As opções podem ser combinadas de formas diferentes, existindo, portanto, um grande número de possibilidades. Com esta flexibilidade, os empregados são encorajados a inovarem e a assumirem riscos.

O MELHOR SISTEMA: por Ricardo Semler

" Urge descobrir um sistema no qual as pessoas possam encontrar o seu próprio equilíbrio, sem as normas de internato que ocupam um terço do tempo nas empresas.
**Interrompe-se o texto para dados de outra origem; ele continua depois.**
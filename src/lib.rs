//! In-process Vulkan introspection and debugging layer core.
//!
//! Tracks every Vulkan object an application creates, records the commands written into each
//! command buffer into an inspectable tree, tracks queue submissions and their synchronization
//! primitives, matches command hierarchies across frames so a debugging session survives
//! re-recording, and rewrites submitted command buffers on demand to capture GPU-side data for
//! a selected command.
//!
//! This crate is the core: the Vulkan-layer entry points, the `dlsym`-loaded public extension
//! ABI, and the overlay/GUI that consumes [`platform::OverlayDataSource`] all live outside it.
//!
//! - [`handle`] for the tracked object model: [`handle::device::Device`], the per-type handle
//!   registries, and [`handle::HandleMeta`]/[`handle::ObjectType`].
//! - [`resource`] for buffers and images and their memory-binding state.
//! - [`descriptor`] for descriptor set layouts, pools, sets, and the copy-on-write snapshot.
//! - [`command`] for the command tree, the bump-allocated recording arena, and the recording
//!   front-end.
//! - [`submission`] for queue-submit tracking, fences, semaphores, and per-frame history.
//! - [`matcher`] for cross-frame command-hierarchy matching.
//! - [`hook`] for the command hook: re-recording, renderpass splitting, and acceleration
//!   structure build capture.
//! - [`serialization`] for the binary capture format.
//! - [`platform`] for the trait seam an embedding GUI/overlay plugs into.
//! - [`config`] for environment-driven tuning knobs.

#[macro_use]
extern crate derivative;
#[macro_use]
extern crate log;

pub mod command;
pub mod config;
pub mod descriptor;
pub mod error;
pub mod handle;
pub mod hook;
pub mod matcher;
pub mod platform;
pub mod pool;
pub mod resource;
pub mod serialization;
pub mod submission;

pub use config::Config;
pub use error::Error;
pub use handle::device::Device;
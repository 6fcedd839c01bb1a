//! The handle-tracking object model.
//!
//! Every Vulkan object the application creates is shadowed by a layer-owned object reachable
//! through [`Device`](crate::handle::device::Device). All handles share three properties: a
//! unique id, an optional user-set name, and an atomic (`Arc`) reference count; see
//! [`Shared`] and [`HandleMeta`].

pub mod device;
pub mod queue;
pub mod registry;

use std::fmt::{self, Display, Formatter};
use std::sync::atomic::{AtomicU64, Ordering};
use std::sync::{Arc, RwLock};

/// Enumerates the Vulkan object types the registry can hold an entry for. Mirrors
/// `VkObjectType`/the original's `ResourceVisitor` double-dispatch (see
/// `examples/original_source/src/handle.hpp`), trimmed to the types this core's components
/// actually reason about; the remaining Khronos object types follow the identical
/// `HandleMeta`/`HandleMap` pattern and are omitted here purely for size.
#[derive(Debug, Copy, Clone, Eq, PartialEq, Hash)]
pub enum ObjectType {
    Instance,
    Device,
    Queue,
    DeviceMemory,
    Buffer,
    BufferView,
    Image,
    ImageView,
    Sampler,
    ShaderModule,
    PipelineLayout,
    Pipeline,
    DescriptorSetLayout,
    DescriptorPool,
    DescriptorSet,
    DescriptorUpdateTemplate,
    RenderPass,
    Framebuffer,
    CommandPool,
    CommandBuffer,
    Fence,
    Semaphore,
    Event,
    QueryPool,
    Swapchain,
    AccelerationStructure,
}

impl Display for ObjectType {
    fn fmt(&self, f: &mut Formatter<'_>) -> fmt::Result {
        write!(f, "{self:?}")
    }
}

/// Vulkan-facing identifier for a layer-tracked handle. For wrapped (dispatchable-adjacent)
/// handle types this is the layer's own allocation identity; for unwrapped types it is the
/// driver's raw handle value reinterpreted as an integer (§4.1).
pub type HandleId = u64;

/// Allocates globally unique handle ids for wrapped handle types. A single process-wide
/// counter is sufficient since ids only need to be unique within a single `ObjectType`'s map,
/// and per-type counters would not meaningfully reduce contention given handle creation rates.
static NEXT_ID: AtomicU64 = AtomicU64::new(1);

/// Allocate a new globally unique handle id.
pub fn next_handle_id() -> HandleId {
    NEXT_ID.fetch_add(1, Ordering::Relaxed)
}

/// Metadata every tracked handle carries: its id, an optional debug name, and the logical
/// reference count kept alive by pending submissions and GUI views past application-side
/// destruction (§3, ownership is tri-partite).
#[derive(Debug)]
pub struct HandleMeta {
    id: HandleId,
    object_type: ObjectType,
    name: RwLock<Option<String>>,
}

impl HandleMeta {
    /// Create metadata for a newly tracked handle of the given type.
    pub fn new(object_type: ObjectType) -> Self {
        Self {
            id: next_handle_id(),
            object_type,
            name: RwLock::new(None),
        }
    }

    /// Create metadata for an unwrapped handle type, where the id is the driver's raw handle
    /// value rather than a freshly allocated one.
    pub fn with_id(id: HandleId, object_type: ObjectType) -> Self {
        Self {
            id,
            object_type,
            name: RwLock::new(None),
        }
    }

    pub fn id(&self) -> HandleId {
        self.id
    }

    pub fn object_type(&self) -> ObjectType {
        self.object_type
    }

    pub fn name(&self) -> Option<String> {
        self.name.read().unwrap().clone()
    }

    pub fn set_name(&self, name: impl Into<String>) {
        *self.name.write().unwrap() = Some(name.into());
    }
}

/// A strong, intrusively-reference-counted pointer to a tracked handle object. This is the
/// layer's "shared-pointer reference" that keeps objects alive past application-side
/// destruction for as long as pending submissions or GUI views refer to them (§3).
///
/// `Arc` already gives us atomic refcounting and thread-safe cloning; `Shared<T>` exists as a
/// thin alias so call sites read in terms of the spec's vocabulary (strong references between
/// handles) rather than generic `Arc` plumbing.
pub type Shared<T> = Arc<T>;

/// A non-owning reference to a tracked handle, used where the spec calls for a *weak*
/// (invalidated-on-destroy) reference rather than a strong one — e.g. a framebuffer's
/// reference to the image views it was built from, broken to avoid a reference cycle with the
/// views' own back-reference to the handles that use them.
pub type WeakShared<T> = std::sync::Weak<T>;

#[cfg(test)]
mod tests {
    use super::*;

    #[test]
    fn handle_ids_are_unique() {
        let a = next_handle_id();
        let b = next_handle_id();
        assert_ne!(a, b);
    }

    #[test]
    fn meta_name_round_trips() {
        let meta = HandleMeta::new(ObjectType::Buffer);
        assert!(meta.name().is_none());
        meta.set_name("vertex buffer");
        assert_eq!(meta.name().as_deref(), Some("vertex buffer"));
    }
}
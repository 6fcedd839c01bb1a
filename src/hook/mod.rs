//! The command hook: rewrites submitted command buffers to capture GPU-side data for a
//! selected command (§4.6).

pub mod accel_structure;
pub mod record;
pub mod renderpass_split;
pub mod state;
pub mod submission;
pub mod target;

pub use record::CommandHookRecord;
pub use state::CommandHookState;
pub use submission::CommandHookSubmission;
pub use target::HookTarget;

use std::sync::{Mutex, RwLock};

use bitflags::bitflags;

use crate::hook::state::CompletedState;
use crate::hook::target::CommandPath;

bitflags! {
    /// Which combination of captures the hook performs for its current target (§4.6).
    #[derive(Debug, Clone, Copy, PartialEq, Eq)]
    pub struct OperationSet: u32 {
        const COPY_VERTEX_BUFFERS   = 1 << 0;
        const COPY_INDEX_BUFFER     = 1 << 1;
        const COPY_INDIRECT_CMDS    = 1 << 2;
        const COPY_DESCRIPTORS      = 1 << 3;
        const COPY_ATTACHMENTS      = 1 << 4;
        const TIMESTAMPS            = 1 << 5;
        const TRANSFER_SRC_DST      = 1 << 6;
    }
}

/// How the hook behaves when a record is submitted concurrently in more than one queue
/// submission (§4.6). Chosen per [`OperationSet`] by the embedding application; the device's
/// [`Config`](crate::config::Config) carries one global default.
#[derive(Debug, Clone, Copy, Eq, PartialEq)]
pub enum SimultaneousSubmitPolicy {
    /// Reuse the same hooked command buffer in every concurrent submission. Only correct when
    /// every active operation is safe to run simultaneously (no operation writes data the other
    /// submission also reads back, e.g. pure timestamp queries into disjoint query slots).
    Allow,
    /// Pass the original, unhooked command buffer to every submission after the first,
    /// sacrificing captured data for those but guaranteeing correctness.
    Skip,
    /// Allocate a fresh hooked command buffer per concurrent submission.
    Recreate,
}

/// A device-installed command hook (§4.6): what it is looking for, which operations to apply
/// once found, and the history of what past submissions captured.
#[derive(Debug)]
pub struct CommandHook {
    target: RwLock<HookTarget>,
    operations: RwLock<OperationSet>,
    simultaneous_submit: SimultaneousSubmitPolicy,
    completed: Mutex<Vec<CompletedState>>,
    /// Bound on `completed`'s length; oldest entries are dropped once exceeded, matching
    /// `FrameHistory`'s fixed-capacity ring rather than growing unboundedly for a long-running
    /// application.
    history_capacity: usize,
}

impl CommandHook {
    pub fn new(target: HookTarget, operations: OperationSet, simultaneous_submit: SimultaneousSubmitPolicy, history_capacity: usize) -> Self {
        Self {
            target: RwLock::new(target),
            operations: RwLock::new(operations),
            simultaneous_submit,
            completed: Mutex::new(Vec::new()),
            history_capacity,
        }
    }

    pub fn target(&self) -> HookTarget {
        self.target.read().unwrap().clone()
    }

    pub fn set_target(&self, target: HookTarget) {
        *self.target.write().unwrap() = target;
    }

    pub fn operations(&self) -> OperationSet {
        *self.operations.read().unwrap()
    }

    pub fn set_operations(&self, operations: OperationSet) {
        *self.operations.write().unwrap() = operations;
    }

    pub fn simultaneous_submit(&self) -> SimultaneousSubmitPolicy {
        self.simultaneous_submit
    }

    /// Append a finalized capture to the completed queue (§4.6 step 5), evicting the oldest
    /// entry first if already at capacity.
    pub fn push_completed(&self, state: CommandHookState, path: CommandPath, match_score: f32) {
        let mut completed = self.completed.lock().unwrap();
        if completed.len() >= self.history_capacity {
            completed.remove(0);
        }
        completed.push(CompletedState { state, path, match_score });
    }

    pub fn completed(&self) -> Vec<CompletedState> {
        self.completed.lock().unwrap().clone()
    }

    pub fn latest(&self) -> Option<CompletedState> {
        self.completed.lock().unwrap().last().cloned()
    }
}

#[cfg(test)]
mod tests {
    use super::*;

    #[test]
    fn operation_set_combines_as_flags() {
        let ops = OperationSet::TIMESTAMPS | OperationSet::COPY_DESCRIPTORS;
        assert!(ops.contains(OperationSet::TIMESTAMPS));
        assert!(!ops.contains(OperationSet::COPY_VERTEX_BUFFERS));
    }

    #[test]
    fn completed_queue_evicts_oldest_past_capacity() {
        let hook = CommandHook::new(HookTarget::AnyMatchingInActiveFrame, OperationSet::TIMESTAMPS, SimultaneousSubmitPolicy::Skip, 2);
        hook.push_completed(CommandHookState::default(), CommandPath::root(0), 1.0);
        hook.push_completed(CommandHookState::default(), CommandPath::root(1), 0.9);
        hook.push_completed(CommandHookState::default(), CommandPath::root(2), 0.8);
        let completed = hook.completed();
        assert_eq!(completed.len(), 2);
        assert_eq!(completed[0].path, CommandPath::root(1));
        assert_eq!(completed[1].path, CommandPath::root(2));
    }
}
Parte vital do nosso tempo é gasto em saber:

Porque é que tal pessoa ganha mais do que a outra;

Porque é que fulana não tem chegado a horas;

Como fazer um comunicado sem ofender um monte de cargos;

Como é que as pessoas se devem vestir;

Podem ou não fumar;

Quem deve assistir a uma reunião....

Um internato!

O sistema vencedor será aquele no qual as pessoas possam:

Fugir do trânsito;

Levar as suas crianças à escola com calma;

Ler um livro no jardim numa terça feira ensolarada;

Ficar um dia a mais na praia;

Ir para a montanha na sexta feira à hora de almoço;

Trabalhar num sábado cedo ou numa quarta feira à noite...

Falta criar uma organização democrática, coisa que nunca encontrei – preocupamo-nos com a democracia, mas não a praticamos na empresa.


Enquanto horários, roupa, cargo no cartão-de-visita ou tamanho do gabinete forem importantes, o essencial não acontecerá."
A todos os gestores das empresas Semler deixa um aviso: "Se aprendi alguma coisa nos meus 20 anos da SEMCO, foi que as empresas bem sucedidas não têm de encaixar num pequeno molde pré-existente. É possível construir uma grande empresa sem se ter um planeamento rígido. É possível ter uma organização eficiente sem regras e comandos. Pode-se ser criativo sem sacrificar o lucro. Pode-se liderar sem dominar as pessoas. Só algo é realmente necessário: acreditar nelas.”